In aggregated Dangerous/not dangerous results (see Table 7), Face Bounding Box achieves the best AP result with 0.808 for VGG19.

Table 7 Danger Recognition: comparison of CNN accuracy on various datasets using Action-coding Partitioning (AP)

Full size table

However, aside from the exception of best-absolute results, the performance increment observed in the AP experiments compared to the corresponding VP is generally modest. Improvements are only slightly higher in a few cases and, in some instances, slightly lower.

Regarding computational complexity (in FLOPS) and efficiency (in time), face bounding box detection averages a swift 0.09 s per image, while more complex face and body segmentation tasks are completed in about 3 s per image. In training and testing our network models, execution time scales with parameter size, with AlexNet and ResNetV2 being the most resource-intensive. However, ResNetV2, Xception, and VGG19 offer the best trade-off between accuracy and processing time. In contrast, MobileNet’s lower complexity does not achieve the desired performance, highlighting a critical balance between model efficiency and accuracy. The high accuracy and low complexity of the Face Bounding Box dataset with VGG19 indicate that deep learning can effectively classify dog emotions with this segmentation strategy.

A noteworthy observation is that while the performances of the different partitioning strategies are not particularly relevant, experiments conducted on segmentation reveal that blurring the background leads to an improvement in accuracy (see Fig. 7). For segmentation, blurring improves the neural network performances, with peaks for body segmentation of approximately 10% in the best improvement cases (i.e., AlexNet VP and AP, MobileNet AP, VGG19 AP, and VGG16 VP, for emotion recognition), while for face segmentation, the best improvement for VP reaches approximately 21% (i.e., AlexNet, danger recognition), for AP approximately 26% (i.e., AlexNet, danger recognition). This improvement is consistent across most CNN models, regardless of whether VP or AP strategies are used. The significant enhancement obtained through blurring the background supports the hypothesis that the presence of a white background, while effectively eliminating noisy elements surrounding the dog’s body, introduces a bias during training for emotion recognition. Blurring the background helps mitigate this bias, as shown in Fig. 7, leading to improved results.

4.1 Future directions

In this section, we streamline our approach to ensure that discussions on future improvements directly complement and highlight our study’s present achievements, offering a cohesive overview of our impact and the continued potential in this field. Our work sets a foundational step in applying deep learning for dog emotion recognition, utilizing the Dog Clips dataset97—a leap toward realism compared to traditionally simulated datasets used in human emotion studies. The dataset’s rich, uncontrolled environmental contexts present a valuable, more authentic source for analyzing genuine emotional expressions, highlighting our study’s immediate contribution to the field. The use of segmentation eliminates the side effect of having noisy frames. Addressing bias has been a pivotal aspect of our study, guided by techniques prioritizing dog face detection and analysis. Future enhancements in dataset diversity, particularly by augmenting breeds that might be underrepresented, could further elevate the robustness and inclusivity of our bias-mitigation approach (Fig. 8).
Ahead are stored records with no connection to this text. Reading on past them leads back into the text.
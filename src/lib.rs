//! Hearth - a backend for exploring Home Assistant entity history.
//!
//! # Overview
//!
//! Hearth sits between a charting frontend and a Home Assistant instance. It
//! fetches raw state history over the HA REST API, normalizes it into
//! chart-ready parallel series (numeric, climate, or text), and serves it
//! over a JSON API. Histories can be exported as self-contained documents
//! and re-imported later for fully offline exploration, including attribute
//! drill-down against the snapshot.
//!
//! # Trust model
//!
//! The HA API token never leaves the server: the frontend only ever talks to
//! Hearth. A whitelist/blacklist filter controls which entities are visible,
//! and an IP ban gate locks out sources of repeated failed logins.
//!
//! # Modules
//!
//! - [`model`]: wire types, the chart payload, export/import documents
//! - [`normalize`]: raw history records to chart-ready series
//! - [`ha`]: Home Assistant REST client
//! - [`import_cache`]: in-memory import sessions
//! - [`auth`]: IP bans, login throttling, credential storage
//! - [`config`]: YAML configuration and the entity filter
//! - [`api`]: HTTP routes and handlers

pub mod api;
pub mod auth;
pub mod config;
pub mod error;
pub mod ha;
pub mod import_cache;
pub mod model;
pub mod normalize;
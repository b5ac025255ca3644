pub mod garch;
pub mod gbm;
pub mod har_rv;

use crate::returns::{ReturnSeries, WindowStats};
use crate::rows::{RowReason, VolSource};
use crate::variables::{VolModel, Variables};

/// All volatility models implement this trait.
/// forecast() must be a pure function of its context: no state carried
/// between rows. Send + Sync so rows can be forecast from any thread.
pub trait VolatilityModel: Send + Sync {
    fn name(&self) -> &'static str;

    /// Two-sided critical value for the run's coverage. Fixed per run.
    fn critical_value(&self) -> f64;

    /// One-step and h-step variance forecasts for the row in `ctx`.
    /// Missing prerequisites come back as the row's reason, never a panic.
    fn forecast(&self, ctx: &ForecastContext<'_>) -> Result<VolForecast, RowReason>;
}

/// Everything a model may look at for a single row.
#[derive(Debug, Clone, Copy)]
pub struct ForecastContext<'a> {
    /// Row index, newest-first.
    pub index: usize,
    pub returns: &'a ReturnSeries,
    /// Trailing-window drift/vol estimates for this row.
    pub stats: WindowStats,
    /// Shrunk drift (`lambda * mu_star_hat`).
    pub drift: f64,
    /// Realized volatility per row, newest-first.
    pub realized_vol: &'a [Option<f64>],
    pub horizon: usize,
}

/// Fitted GARCH quantities reported on the row.
#[derive(Debug, Clone, Copy, PartialEq)]
pub struct GarchSummary {
    pub omega: f64,
    pub alpha: f64,
    pub beta: f64,
    pub persistence: f64,
    pub uncond_var: f64,
    pub loglik: f64,
    pub aic: f64,
    pub bic: f64,
}

#[derive(Debug, Clone, Copy, PartialEq)]
pub struct VolForecast {
    pub variance_1d: f64,
    /// Total variance accumulated over the horizon.
    pub variance_h: f64,
    pub source: VolSource,
    pub garch: Option<GarchSummary>,
}

impl VolForecast {
    #[inline]
    pub fn sigma_1d(&self) -> f64 {
        self.variance_1d.max(0.0).sqrt()
    }

    #[inline]
    pub fn sigma_h(&self) -> f64 {
        self.variance_h.max(0.0).sqrt()
    }
}

/// Instantiate the model selected by `vars.vol_model`.
pub fn build_model(vars: &Variables) -> Box<dyn VolatilityModel> {
    match vars.vol_model {
        VolModel::Gbm => Box::new(gbm::GbmModel::new(vars.pi_coverage)),
        VolModel::GarchNormal | VolModel::GarchT => Box::new(garch::GarchModel::new(vars)),
        VolModel::HarRv => Box::new(har_rv::HarRvModel::new(vars.pi_coverage, vars.window_days)),
    }
}
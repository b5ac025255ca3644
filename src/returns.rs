use crate::rows::InputRow;

/// Per-row returns for a newest-first price series.
///
/// Row `i` pairs with row `i + 1` (the chronologically earlier observation):
///   log_return[i]    = ln(P_i / P_{i+1})
///   simple_return[i] = P_i / P_{i+1} - 1
///
/// The oldest row never has a return.
#[derive(Debug, Clone)]
pub struct ReturnSeries {
    prices: Vec<Option<f64>>,
    log_returns: Vec<Option<f64>>,
    simple_returns: Vec<Option<f64>>,
}

impl ReturnSeries {
    pub fn from_rows(rows: &[InputRow]) -> Self {
        Self::from_prices(rows.iter().map(InputRow::price).collect())
    }

    pub fn from_prices(prices: Vec<Option<f64>>) -> Self {
        let n = prices.len();
        let mut log_returns = vec![None; n];
        let mut simple_returns = vec![None; n];

        for i in 0..n.saturating_sub(1) {
            if let (Some(p), Some(prev)) = (prices[i], prices[i + 1]) {
                let ratio = p / prev;
                let lr = ratio.ln();
                if lr.is_finite() {
                    log_returns[i] = Some(lr);
                    simple_returns[i] = Some(ratio - 1.0);
                }
            }
        }

        Self {
            prices,
            log_returns,
            simple_returns,
        }
    }

    #[inline]
    pub fn len(&self) -> usize {
        self.prices.len()
    }

    #[inline]
    pub fn is_empty(&self) -> bool {
        self.prices.is_empty()
    }

    #[inline]
    pub fn price(&self, i: usize) -> Option<f64> {
        self.prices.get(i).copied().flatten()
    }

    #[inline]
    pub fn log_return(&self, i: usize) -> Option<f64> {
        self.log_returns.get(i).copied().flatten()
    }

    #[inline]
    pub fn simple_return(&self, i: usize) -> Option<f64> {
        self.simple_returns.get(i).copied().flatten()
    }

    /// Log returns `i .. i + len` (newest-first) if every one is present.
    pub fn trailing_window(&self, i: usize, len: usize) -> Option<Vec<f64>> {
        let end = i.checked_add(len)?;
        if len == 0 || end > self.log_returns.len() {
            return None;
        }
        self.log_returns[i..end].iter().copied().collect()
    }
}

/// Population mean and standard deviation of a window.
#[derive(Debug, Clone, Copy, PartialEq)]
pub struct WindowStats {
    pub mean: f64,
    pub std_dev: f64,
    pub count: usize,
}

/// Population (not Bessel-corrected) moments. None for an empty slice.
pub fn window_stats(values: &[f64]) -> Option<WindowStats> {
    if values.is_empty() {
        return None;
    }
    let n = values.len() as f64;
    let mean = values.iter().sum::<f64>() / n;
    let var = values.iter().map(|v| (v - mean) * (v - mean)).sum::<f64>() / n;
    Some(WindowStats {
        mean,
        std_dev: var.max(0.0).sqrt(),
        count: values.len(),
    })
}

/// Trailing-window stats for every row. None where the window is incomplete.
pub fn rolling_stats(series: &ReturnSeries, window: usize) -> Vec<Option<WindowStats>> {
    (0..series.len())
        .map(|i| series.trailing_window(i, window).and_then(|w| window_stats(&w)))
        .collect()
}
Our analysis currently focuses on static frames, for a more sustainable approach. However, we acknowledge the potential of motion dynamics between frames. Incorporating sequence models, such as attention layers with transformers, [56] could refine emotion recognition accuracy by leveraging the temporal information inherent in video data. The practical implications of our findings, especially in identifying potentially dangerous scenarios in human--dog interactions, lay a solid groundwork for real-time application testing in future studies.

Finally, we would like to highlight that, being emotions and pain similar in their neurological system, further applications of our approach can be related to the research topic of animal pain assessment by analyzing the expression of pain through the dog’s head and body, as we have done for danger states expression.

5 Conclusions

Our study focuses on the analysis and recognition of dog emotions and danger states using images from real-life scenarios, rather than the controlled scenarios that are prevalent in the literature.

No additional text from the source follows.